§ **Directions for this task**: From the first entry to the last, copy the material exactly as it stands.

§ **Given records**:
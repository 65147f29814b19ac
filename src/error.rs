use thiserror::Error;

#[derive(Error, Debug)]
pub enum DeskwatchError {
    /// Non-2xx answer from one of the dashboard endpoints.
    #[error("HTTP {status} for {path}")]
    Status { status: u16, path: String },

    #[error("HTTP error: {0}")]
    Http(#[from] reqwest::Error),

    #[error("invalid URL: {0}")]
    InvalidUrl(#[from] url::ParseError),

    #[error("IO error: {0}")]
    Io(#[from] std::io::Error),

    #[error("YAML parse error: {0}")]
    YamlParse(#[from] serde_yaml_ng::Error),

    #[error("JSON error: {0}")]
    Json(#[from] serde_json::Error),

    #[error("configuration error: {0}")]
    Config(String),

    #[error("invalid status '{0}'")]
    InvalidStatus(String),

    #[error("invalid command: {0}")]
    InvalidCommand(String),

    #[error("{0}")]
    Other(String),
}

impl DeskwatchError {
    /// HTTP status carried by the error, if the backend answered at all.
    pub fn status(&self) -> Option<u16> {
        match self {
            DeskwatchError::Status { status, .. } => Some(*status),
            DeskwatchError::Http(e) => e.status().map(|s| s.as_u16()),
            _ => None,
        }
    }
}

pub type Result<T> = std::result::Result<T, DeskwatchError>;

§ **Output for this task**:
repository 65147f29814b19ac
filename src/error.rs
use thiserror::Error;

#[derive(Error, Debug)]
pub enum DeskwatchError {
    /// Non-2xx answer from one of the dashboard endpoints.
    #[error("HTTP {status} for {path}")]
    Status { status: u16, path: String },

    #[error("HTTP error: {0}")]
    Http(#[from] reqwest::Error),

    #[error("invalid URL: {0}")]
    InvalidUrl(#[from] url::ParseError),

    #[error("IO error: {0}")]
    Io(#[from] std::io::Error),

    #[error("YAML parse error: {0}")]
    YamlParse(#[from] serde_yaml_ng::Error),

    #[error("JSON error: {0}")]
    Json(#[from] serde_json::Error),

    #[error("configuration error: {0}")]
    Config(String),

    #[error("invalid status '{0}'")]
    InvalidStatus(String),

    #[error("invalid command: {0}")]
    InvalidCommand(String),

    #[error("{0}")]
    Other(String),
}

impl DeskwatchError {
    /// HTTP status carried by the error, if the backend answered at all.
    pub fn status(&self) -> Option<u16> {
        match self {
            DeskwatchError::Status { status, .. } => Some(*status),
            DeskwatchError::Http(e) => e.status().map(|s| s.as_u16()),
            _ => None,
        }
    }
}

pub type Result<T> = std::result::Result<T, DeskwatchError>;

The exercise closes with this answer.